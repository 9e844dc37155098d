/// Application-wide constants to avoid magic values throughout the codebase.
///
/// Log naming conventions, score line prefixes and output file names live
/// here so both tools agree on them.
/// Output format constants
pub mod output_formats {
    /// Text output format - bare p-value, matching what scripts expect
    pub const TEXT: &str = "text";
    /// JSON output format - full test outcome for automation
    pub const JSON: &str = "json";

    /// Default output format
    pub const DEFAULT: &str = TEXT;

    /// All valid output formats
    pub const ALL: [&str; 2] = [TEXT, JSON];
}

/// Log file naming constants
pub mod log_files {
    /// Prefix every experiment log name starts with
    pub const DEFAULT_PREFIX: &str = "CFPTest";
    /// Extension of experiment logs
    pub const EXTENSION: &str = ".log";
    /// Separator between file name segments
    pub const SEGMENT_SEPARATOR: char = '-';
}

/// Score line prefixes in run logs
pub mod score_prefixes {
    pub const RPRECISION: &str = "RPrecision:";
    pub const NDCG: &str = "nDCG:";
}

/// Baseline table constants
pub mod baselines {
    pub const POPULARITY_FILE: &str = "popularity.tsv";
    pub const NAME_FILE: &str = "name.tsv";
    pub const NDCG_LABEL: &str = "ndcg";
    pub const RPREC_LABEL: &str = "rprec";
    /// Score written for a baseline with no log in the directory
    pub const MISSING_SCORE: f64 = 0.0;
}

/// Significance test constants
pub mod significance {
    /// Test type for independent samples
    pub const TEST_INDEPENDENT: &str = "ind";
    /// Test type for paired samples
    pub const TEST_PAIRED: &str = "1samp";
    /// Decimal places in the printed p-value
    pub const P_VALUE_PRECISION: usize = 6;
}

/// Configuration file constants
pub mod config_files {
    /// Config file looked up in the working directory and its parents
    pub const FILE_NAME: &str = ".recsys-eval.toml";
    /// Number of parent directories searched
    pub const MAX_PARENT_LEVELS: usize = 3;
    /// Default output directory for aggregated tables
    pub const DEFAULT_OUTPUT_DIR: &str = ".";
}
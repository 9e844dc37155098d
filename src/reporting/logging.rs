use crate::aggregate::AggregateReport;
use crate::config::Config;
use crate::significance::Comparison;
use log::{LevelFilter, debug, error, info, warn};
use std::path::Path;

/// Logger writing to stderr without timestamps or module paths.
///
/// `env_filters` (the `RUST_LOG` syntax) replace the default of letting
/// everything up to debug through; `quiet` turns the logger off.
fn logger_builder(quiet: bool, env_filters: Option<&str>) -> env_logger::Builder {
    let mut builder = env_logger::Builder::new();
    builder
        .format_timestamp(None)
        .format_module_path(false)
        .format_target(false);

    match env_filters {
        _ if quiet => builder.filter_level(LevelFilter::Off),
        Some(filters) => builder.parse_filters(filters),
        None => builder.filter_level(LevelFilter::Debug),
    };
    builder
}

/// Level let through the `log` facade.
///
/// `quiet` silences everything; otherwise `RUST_LOG` wins over the
/// verbosity flag.
pub fn max_level(
    verbose: bool,
    quiet: bool,
    env_filters: Option<&str>,
    logger_filter: LevelFilter,
) -> LevelFilter {
    if quiet {
        LevelFilter::Off
    } else if env_filters.is_some() {
        logger_filter
    } else if verbose {
        LevelFilter::Debug
    } else {
        LevelFilter::Warn
    }
}

/// Initialize the logger with appropriate level based on verbosity
///
/// Warnings are shown unless `quiet`; `verbose` adds debug output.
pub fn init_logger(verbose: bool, quiet: bool) {
    let env_filters = std::env::var(env_logger::DEFAULT_FILTER_ENV).ok();
    let logger = logger_builder(quiet, env_filters.as_deref()).build();
    let level = max_level(verbose, quiet, env_filters.as_deref(), logger.filter());

    // A second call in the same process keeps the first logger
    if log::set_boxed_logger(Box::new(logger)).is_ok() {
        log::set_max_level(level);
    }

    debug!("Logger initialized with level: {level:?}");
}

/// Raise the facade to debug, e.g. for `verbose = true` in a config file.
///
/// Has no effect when logging is off or `RUST_LOG` chose the levels.
pub fn enable_verbose() {
    if log::max_level() != LevelFilter::Off
        && std::env::var_os(env_logger::DEFAULT_FILTER_ENV).is_none()
    {
        log::set_max_level(LevelFilter::Debug);
    }
}

/// Log configuration information
pub fn log_config_info(config: &Config) {
    info!(
        "Configuration: output_dir={}, log_prefix={}, format={}",
        config.output_dir_path().display(),
        config.log_prefix(),
        config.output_format()
    );
    info!(
        "Display: show_progress={}, verbose={}",
        config.show_progress.unwrap_or(true),
        config.verbose.unwrap_or(false)
    );
}

/// Log file processing information
pub fn log_file_info<P: AsRef<Path>>(file_count: usize, files: &[P]) {
    info!("Processing {file_count} file(s)");
    for (i, file) in files.iter().enumerate() {
        debug!("  {}. {}", i + 1, file.as_ref().display());
    }
}

/// Log aggregation completion
pub fn log_aggregate_complete(report: &AggregateReport, duration_ms: u128) {
    info!(
        "Aggregation complete: {} baseline and {} parameterized run(s), {} table(s) written ({}ms)",
        report.baseline_runs,
        report.parameterized_runs,
        report.tables.len(),
        duration_ms
    );
    for name in &report.skipped {
        debug!("Skipped {name}");
    }
}

/// Log the outcome of a significance test
pub fn log_comparison(comparison: &Comparison) {
    info!(
        "{} {} t-test over {}/{} users: t={}, df={}, p={}",
        comparison.metric,
        comparison.test,
        comparison.users_first,
        comparison.users_second,
        comparison.outcome.statistic,
        comparison.outcome.df,
        comparison.outcome.p_value
    );
    if comparison.outcome.p_value.is_nan() {
        warn!("p-value is undefined for these samples");
    }
}

/// Log error information
pub fn log_error(message: &str, source: Option<&dyn std::error::Error>) {
    match source {
        Some(err) => error!("{message}: {err}"),
        None => error!("{message}"),
    }
}
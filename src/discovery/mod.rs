//! Log discovery and metric extraction
//!
//! This module lists experiment logs in a directory and pulls
//! scores out of their text.

pub mod finder;
pub mod path_utils;

// Re-export commonly used items
pub use finder::{extract_run_scores, read_performance_map};
pub use path_utils::{file_name_str, list_log_files};
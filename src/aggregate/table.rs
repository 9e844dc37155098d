use std::fs::{self, File};
use std::io::{BufWriter, Write};
use std::path::Path;

use crate::core::constants::baselines;
use crate::core::error::{EvalError, Result};
use crate::core::types::{AlgorithmFamily, RunScores, ScoreKind};

/// One row of a TSV table
pub type TsvRow = (String, String);

/// Scores of one algorithm for one score kind, keyed by swept parameter.
#[derive(Debug, Clone, PartialEq)]
pub struct MetricTable {
    family: AlgorithmFamily,
    kind: ScoreKind,
    rows: Vec<(u32, f64)>,
}

impl MetricTable {
    pub fn new(family: AlgorithmFamily, kind: ScoreKind) -> Self {
        Self {
            family,
            kind,
            rows: Vec::new(),
        }
    }

    /// Rows with equal parameters accumulate side by side.
    pub fn push(&mut self, parameter: u32, score: f64) {
        self.rows.push((parameter, score));
    }

    pub fn len(&self) -> usize {
        self.rows.len()
    }

    pub fn is_empty(&self) -> bool {
        self.rows.is_empty()
    }

    /// Rows ascending by parameter, ties ordered by score
    pub fn sorted_rows(&self) -> Vec<(u32, f64)> {
        let mut rows = self.rows.clone();
        rows.sort_by(|a, b| a.0.cmp(&b.0).then_with(|| a.1.total_cmp(&b.1)));
        rows
    }

    pub fn header(&self) -> TsvRow {
        (self.family.label().to_string(), self.kind.header().to_string())
    }

    /// Header row followed by the sorted data rows; nothing at all when empty.
    pub fn to_tsv_rows(&self) -> Vec<TsvRow> {
        if self.rows.is_empty() {
            return Vec::new();
        }

        let mut rows = Vec::with_capacity(self.rows.len() + 1);
        rows.push(self.header());
        rows.extend(
            self.sorted_rows()
                .into_iter()
                .map(|(parameter, score)| (parameter.to_string(), format_score(score))),
        );
        rows
    }
}

/// Rows of a baseline table: nDCG@20 first, then RPrecision.
pub fn baseline_rows(scores: Option<RunScores>) -> Vec<TsvRow> {
    let (ndcg, rprec) = scores.map_or(
        (baselines::MISSING_SCORE, baselines::MISSING_SCORE),
        |s| (s.ndcg20, s.rprecision),
    );
    vec![
        (baselines::NDCG_LABEL.to_string(), format_score(ndcg)),
        (baselines::RPREC_LABEL.to_string(), format_score(rprec)),
    ]
}

/// Render a float the way the downstream plotting scripts expect: shortest
/// round-trip digits, always with a decimal point, exponent outside
/// `1e-4..1e16`.
pub fn format_score(value: f64) -> String {
    if value.is_nan() {
        return "nan".to_string();
    }
    if value.is_infinite() {
        return if value > 0.0 { "inf" } else { "-inf" }.to_string();
    }
    if value == 0.0 {
        return if value.is_sign_negative() { "-0.0" } else { "0.0" }.to_string();
    }

    let scientific = format!("{value:e}");
    let (mantissa, exponent) = scientific
        .split_once('e')
        .map(|(m, e)| (m.to_string(), e.parse::<i32>().unwrap_or(0)))
        .unwrap_or((scientific.clone(), 0));

    if (-4..16).contains(&exponent) {
        let plain = format!("{value}");
        if plain.contains('.') {
            plain
        } else {
            format!("{plain}.0")
        }
    } else {
        let sign = if exponent < 0 { '-' } else { '+' };
        format!("{mantissa}e{sign}{:02}", exponent.abs())
    }
}

/// Write rows as `first\tsecond` lines, truncating any existing file.
pub fn write_tsv(path: &Path, rows: &[TsvRow]) -> Result<()> {
    let mut writer = BufWriter::new(File::create(path)?);
    for (first, second) in rows {
        writeln!(writer, "{first}\t{second}")?;
    }
    writer.flush()?;
    Ok(())
}

/// Read a two-column TSV file back into rows.
pub fn read_tsv(path: &Path) -> Result<Vec<TsvRow>> {
    let content = fs::read_to_string(path)?;
    content
        .lines()
        .enumerate()
        .map(|(i, line)| {
            line.split_once('\t')
                .map(|(a, b)| (a.to_string(), b.to_string()))
                .ok_or_else(|| {
                    EvalError::InvalidArgument(format!(
                        "line {} of '{}' is not a two-column row",
                        i + 1,
                        path.display()
                    ))
                })
        })
        .collect()
}

#[cfg(test)]
mod tests {
    #![allow(non_snake_case)]

    use super::*;

    type TestResult = std::result::Result<(), Box<dyn std::error::Error>>;

    #[test]
    fn test_format_score() {
        assert_eq!(format_score(0.42), "0.42");
        assert_eq!(format_score(1.0), "1.0");
        assert_eq!(format_score(0.0), "0.0");
        assert_eq!(format_score(0.1 + 0.2), "0.30000000000000004");
        assert_eq!(format_score(0.0001), "0.0001");
        assert_eq!(format_score(0.00001), "1e-05");
        assert_eq!(format_score(1.5e-7), "1.5e-07");
        assert_eq!(format_score(1e16), "1e+16");
        assert_eq!(format_score(123456.0), "123456.0");
        assert_eq!(format_score(f64::NAN), "nan");
        assert_eq!(format_score(f64::NEG_INFINITY), "-inf");
    }

    #[test]
    fn test_to_tsv_rows__sorted_with_header() {
        let mut table = MetricTable::new(AlgorithmFamily::Neighbor, ScoreKind::RPrecision);
        table.push(50, 0.3);
        table.push(10, 0.1);
        table.push(20, 0.2);

        let rows = table.to_tsv_rows();

        assert_eq!(
            rows,
            vec![
                ("neighbor".to_string(), "RPrecision".to_string()),
                ("10".to_string(), "0.1".to_string()),
                ("20".to_string(), "0.2".to_string()),
                ("50".to_string(), "0.3".to_string()),
            ]
        );
    }

    #[test]
    fn test_to_tsv_rows__keeps_duplicate_parameters() {
        let mut table = MetricTable::new(AlgorithmFamily::Factor, ScoreKind::Ndcg20);
        table.push(5, 0.9);
        table.push(5, 0.4);

        let rows = table.to_tsv_rows();

        assert_eq!(rows[0], ("factor".to_string(), "nDCG@20".to_string()));
        assert_eq!(rows[1], ("5".to_string(), "0.4".to_string()));
        assert_eq!(rows[2], ("5".to_string(), "0.9".to_string()));
    }

    #[test]
    fn test_to_tsv_rows__empty_table_has_no_header() {
        let table = MetricTable::new(AlgorithmFamily::Factor, ScoreKind::Ndcg20);
        assert!(table.is_empty());
        assert!(table.to_tsv_rows().is_empty());
    }

    #[test]
    fn test_baseline_rows() {
        let rows = baseline_rows(Some(RunScores {
            rprecision: 0.42,
            ndcg20: 0.31,
        }));
        assert_eq!(
            rows,
            vec![
                ("ndcg".to_string(), "0.31".to_string()),
                ("rprec".to_string(), "0.42".to_string()),
            ]
        );

        let missing = baseline_rows(None);
        assert_eq!(missing[0].1, "0.0");
        assert_eq!(missing[1].1, "0.0");
    }

    #[test]
    fn test_write_then_read_tsv() -> TestResult {
        let dir = tempfile::tempdir()?;
        let path = dir.path().join("lfm_rprec.tsv");
        let mut table = MetricTable::new(AlgorithmFamily::Factor, ScoreKind::RPrecision);
        table.push(20, 0.125);
        table.push(10, 0.5);

        write_tsv(&path, &table.to_tsv_rows())?;

        assert_eq!(
            fs::read_to_string(&path)?,
            "factor\tRPrecision\n10\t0.5\n20\t0.125\n"
        );
        assert_eq!(read_tsv(&path)?, table.to_tsv_rows());
        Ok(())
    }

    #[test]
    fn test_write_tsv__empty_rows_create_empty_file() -> TestResult {
        let dir = tempfile::tempdir()?;
        let path = dir.path().join("sm_ndcg20.tsv");

        write_tsv(&path, &[])?;

        assert_eq!(fs::read_to_string(&path)?, "");
        Ok(())
    }

    #[test]
    fn test_read_tsv__rejects_single_column() -> TestResult {
        let dir = tempfile::tempdir()?;
        let path = dir.path().join("broken.tsv");
        fs::write(&path, "neighbor\tRPrecision\njunk\n")?;

        let err = read_tsv(&path).unwrap_err();
        assert!(format!("{err}").contains("line 2"));
        Ok(())
    }
}
//! Structured logging for both binaries

pub mod logging;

WHAT THIS TASK INVOLVES — Using the entries above, output exactly the lines between the line holding "valid output formats" and the line holding "in run logs", end lines included, and nothing more.

EXPECTED ANSWER —
    /// All valid output formats
    pub const ALL: [&str; 2] = [TEXT, JSON];
}

/// Log file naming constants
pub mod log_files {
    /// Prefix every experiment log name starts with
    pub const DEFAULT_PREFIX: &str = "CFPTest";
    /// Extension of experiment logs
    pub const EXTENSION: &str = ".log";
    /// Separator between file name segments
    pub const SEGMENT_SEPARATOR: char = '-';
}

/// Score line prefixes in run logs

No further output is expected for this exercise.